*Directions*: Repeat word for word every line of the data below, from the first through the line containing "pub fn run(&mut", and stop there.

** Task material follows **

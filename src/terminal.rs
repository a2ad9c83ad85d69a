//! Line-oriented terminal front end.
//!
//! Reads commands from any [`BufRead`], renders to any [`Write`], and
//! drives a [`GameSession`]. Rejected moves are reported and ignored.

use crate::config::PlayerNames;
use anyhow::Result;
use std::io::{BufRead, Write};
use std::time::Duration;
use tictactoe_engine::{EngineError, GameSession, GameStatus, RuleMode};
use tracing::{debug, info, instrument, warn};

/// A parsed input line.
#[derive(Debug, Clone, Copy, PartialEq, Eq)]
pub enum Command {
    /// Place the current mark at `(row, col)`.
    Place(usize, usize),
    /// Start over.
    Restart,
    /// Leave the game.
    Quit,
    /// Anything else.
    Unknown,
}

/// Parses one input line.
///
/// Accepts `row col` or `row,col` with 0-based indices in 0..=2, or the
/// words `restart` / `quit` (`r` / `q`).
pub fn parse_command(line: &str) -> Command {
    let line = line.trim().to_lowercase();
    match line.as_str() {
        "restart" | "r" => return Command::Restart,
        "quit" | "q" | "exit" => return Command::Quit,
        _ => {}
    }

    let parts: Vec<_> = line
        .split(|c: char| c.is_whitespace() || c == ',')
        .filter(|s| !s.is_empty())
        .collect();
    match parts.as_slice() {
        [row, col] => match (row.parse::<usize>(), col.parse::<usize>()) {
            (Ok(row), Ok(col)) if row <= 2 && col <= 2 => Command::Place(row, col),
            _ => Command::Unknown,
        },
        _ => Command::Unknown,
    }
}

/// Terminal game loop.
pub struct Terminal<R, W> {
    session: GameSession,
    names: PlayerNames,
    think_delay: Duration,
    input: R,
    output: W,
}

impl<R: BufRead, W: Write> Terminal<R, W> {
    /// Creates a terminal around a session.
    pub fn new(
        session: GameSession,
        names: PlayerNames,
        think_delay: Duration,
        input: R,
        output: W,
    ) -> Self {
        Self {
            session,
            names,
            think_delay,
            input,
            output,
        }
    }

    /// The driven session.
    pub fn session(&self) -> &GameSession {
        &self.session
    }

    /// Runs until `quit` or end of input.
    #[instrument(skip(self), fields(mode = %self.session.mode()))]
    pub fn run(&mut self) -> Result<()> {
        info!("Terminal game started");
        self.render()?;

        loop {
            if self.session.is_computer_turn() {
                self.play_computer()?;
                continue;
            }

            self.prompt()?;
            let mut line = String::new();
            if self.input.read_line(&mut line)? == 0 {
                debug!("Input closed");
                break;
            }

            match parse_command(&line) {
                Command::Quit => break,
                Command::Restart => {
                    self.session.restart();
                    writeln!(self.output, "New game.")?;
                    self.render()?;
                }
                Command::Place(row, col) => match self.session.player_move(row, col) {
                    Ok(_) => self.render()?,
                    Err(e) if e.is_invalid_move() => {
                        debug!(error = %e, "Move ignored");
                        writeln!(self.output, "{}", rejection_message(&e))?;
                    }
                    Err(e) => return Err(e.into()),
                },
                Command::Unknown => {
                    writeln!(
                        self.output,
                        "Enter a row and column from 0 to 2 (e.g. `1 2`), `restart` or `quit`."
                    )?;
                }
            }
        }

        writeln!(self.output, "Goodbye!")?;
        Ok(())
    }

    fn play_computer(&mut self) -> Result<()> {
        if !self.think_delay.is_zero() {
            std::thread::sleep(self.think_delay);
        }
        let mark = self.session.turn();
        let pos = self.session.computer_move().inspect_err(|e| {
            warn!(error = %e, "Computer move failed");
        })?;
        if let Some(mark) = mark {
            writeln!(self.output, "{} plays {}.", self.names.name(mark), pos)?;
        }
        self.render()
    }

    fn prompt(&mut self) -> Result<()> {
        match self.session.turn() {
            Some(mark) => write!(
                self.output,
                "{} ({}), your move: ",
                self.names.name(mark),
                mark
            )?,
            None => write!(self.output, "Type `restart` to play again or `quit`: ")?,
        }
        self.output.flush()?;
        Ok(())
    }

    fn render(&mut self) -> Result<()> {
        writeln!(self.output)?;
        writeln!(self.output, "{}", self.session.board().display())?;
        writeln!(self.output)?;

        match *self.session.status() {
            GameStatus::Won(line) => {
                let coords = line
                    .coords()
                    .map(|(row, col)| format!("({}, {})", row, col))
                    .join(" ");
                writeln!(self.output, "{} Wins! [{}]", self.names.name(line.mark), coords)?;
            }
            GameStatus::Draw => writeln!(self.output, "Game Drawn!")?,
            GameStatus::InProgress(mark) => {
                if self.session.mode() == RuleMode::Limited {
                    let history = self.session.recent_moves(mark);
                    if let (true, Some(oldest)) = (history.is_at_capacity(), history.oldest()) {
                        writeln!(
                            self.output,
                            "{}'s mark at {} vanishes on the next move.",
                            mark, oldest.position
                        )?;
                    }
                }
            }
        }
        Ok(())
    }
}

fn rejection_message(err: &EngineError) -> String {
    match err {
        EngineError::InvalidMove(reason) => format!("Move ignored: {}.", reason),
        other => other.to_string(),
    }
}

#[cfg(test)]
mod tests {
    use super::*;
    use crate::config::FrontendConfig;
    use tictactoe_engine::{Mark, Opponent};

    fn run(session: GameSession, input: &str) -> (GameSession, String) {
        let names = FrontendConfig::default()
            .names(session.opponent())
            .unwrap();
        let mut output = Vec::new();
        let mut terminal = Terminal::new(
            session,
            names,
            Duration::ZERO,
            input.as_bytes(),
            &mut output,
        );
        terminal.run().unwrap();
        let session = terminal.session().clone();
        drop(terminal);
        (session, String::from_utf8(output).unwrap())
    }

    #[test]
    fn test_parse_command() {
        assert_eq!(parse_command("1 2\n"), Command::Place(1, 2));
        assert_eq!(parse_command(" 0,0 "), Command::Place(0, 0));
        assert_eq!(parse_command("RESTART"), Command::Restart);
        assert_eq!(parse_command("q"), Command::Quit);
        assert_eq!(parse_command("3 1"), Command::Unknown);
        assert_eq!(parse_command("1"), Command::Unknown);
        assert_eq!(parse_command("a b"), Command::Unknown);
    }

    #[test]
    fn test_two_player_win() {
        let (session, output) = run(
            GameSession::two_player(RuleMode::Classic),
            "0 0\n1 0\n0 1\n1 1\n0 2\nquit\n",
        );
        assert_eq!(session.win_line().map(|l| l.mark), Some(Mark::X));
        assert!(output.contains("Player X Wins! [(0, 0) (0, 1) (0, 2)]"));
        assert!(output.ends_with("Goodbye!\n"));
    }

    #[test]
    fn test_occupied_cell_is_ignored() {
        let (session, output) = run(GameSession::two_player(RuleMode::Classic), "1 1\n1 1\n");
        assert!(output.contains("Move ignored: Center (1, 1) is already occupied."));
        assert_eq!(session.history().len(), 1);
        assert_eq!(session.turn(), Some(Mark::O));
    }

    #[test]
    fn test_unknown_input_prompts_again() {
        let (session, output) = run(GameSession::two_player(RuleMode::Classic), "hello\n5 5\n");
        assert_eq!(output.matches("Enter a row and column").count(), 2);
        assert!(session.history().is_empty());
    }

    #[test]
    fn test_computer_replies_automatically() {
        let (session, output) = run(GameSession::vs_computer(RuleMode::Classic), "0 0\nq\n");
        assert!(output.contains("Computer plays Center (1, 1)."));
        assert_eq!(session.history().len(), 2);
        assert_eq!(session.turn(), Some(Mark::X));
    }

    #[test]
    fn test_computer_first() {
        let session = GameSession::new(RuleMode::Classic, Opponent::Computer(Mark::X));
        let (session, output) = run(session, "");
        assert!(output.contains("Computer plays Top-left (0, 0)."));
        assert_eq!(session.turn(), Some(Mark::O));
    }

    #[test]
    fn test_restart_clears_board() {
        let (session, output) =
            run(GameSession::two_player(RuleMode::Limited), "1 1\n0 0\nrestart\n");
        assert!(output.contains("New game."));
        assert!(session.history().is_empty());
        assert_eq!(session.turn(), Some(Mark::X));
    }

    #[test]
    fn test_limited_mode_warns_before_eviction() {
        let (_, output) = run(
            GameSession::two_player(RuleMode::Limited),
            "0 0\n1 1\n2 2\n2 0\n0 2\n1 0\n",
        );
        assert!(output.contains("X's mark at Top-left (0, 0) vanishes on the next move."));
    }
}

** End of Task material **

*Answer section*:
filename src/terminal.rs
repository a2ad9c83ad85d69a
//! Line-oriented terminal front end.
//!
//! Reads commands from any [`BufRead`], renders to any [`Write`], and
//! drives a [`GameSession`]. Rejected moves are reported and ignored.

use crate::config::PlayerNames;
use anyhow::Result;
use std::io::{BufRead, Write};
use std::time::Duration;
use tictactoe_engine::{EngineError, GameSession, GameStatus, RuleMode};
use tracing::{debug, info, instrument, warn};

/// A parsed input line.
#[derive(Debug, Clone, Copy, PartialEq, Eq)]
pub enum Command {
    /// Place the current mark at `(row, col)`.
    Place(usize, usize),
    /// Start over.
    Restart,
    /// Leave the game.
    Quit,
    /// Anything else.
    Unknown,
}

/// Parses one input line.
///
/// Accepts `row col` or `row,col` with 0-based indices in 0..=2, or the
/// words `restart` / `quit` (`r` / `q`).
pub fn parse_command(line: &str) -> Command {
    let line = line.trim().to_lowercase();
    match line.as_str() {
        "restart" | "r" => return Command::Restart,
        "quit" | "q" | "exit" => return Command::Quit,
        _ => {}
    }

    let parts: Vec<_> = line
        .split(|c: char| c.is_whitespace() || c == ',')
        .filter(|s| !s.is_empty())
        .collect();
    match parts.as_slice() {
        [row, col] => match (row.parse::<usize>(), col.parse::<usize>()) {
            (Ok(row), Ok(col)) if row <= 2 && col <= 2 => Command::Place(row, col),
            _ => Command::Unknown,
        },
        _ => Command::Unknown,
    }
}

/// Terminal game loop.
pub struct Terminal<R, W> {
    session: GameSession,
    names: PlayerNames,
    think_delay: Duration,
    input: R,
    output: W,
}

impl<R: BufRead, W: Write> Terminal<R, W> {
    /// Creates a terminal around a session.
    pub fn new(
        session: GameSession,
        names: PlayerNames,
        think_delay: Duration,
        input: R,
        output: W,
    ) -> Self {
        Self {
            session,
            names,
            think_delay,
            input,
            output,
        }
    }

    /// The driven session.
    pub fn session(&self) -> &GameSession {
        &self.session
    }

    /// Runs until `quit` or end of input.
    #[instrument(skip(self), fields(mode = %self.session.mode()))]
    pub fn run(&mut self) -> Result<()> {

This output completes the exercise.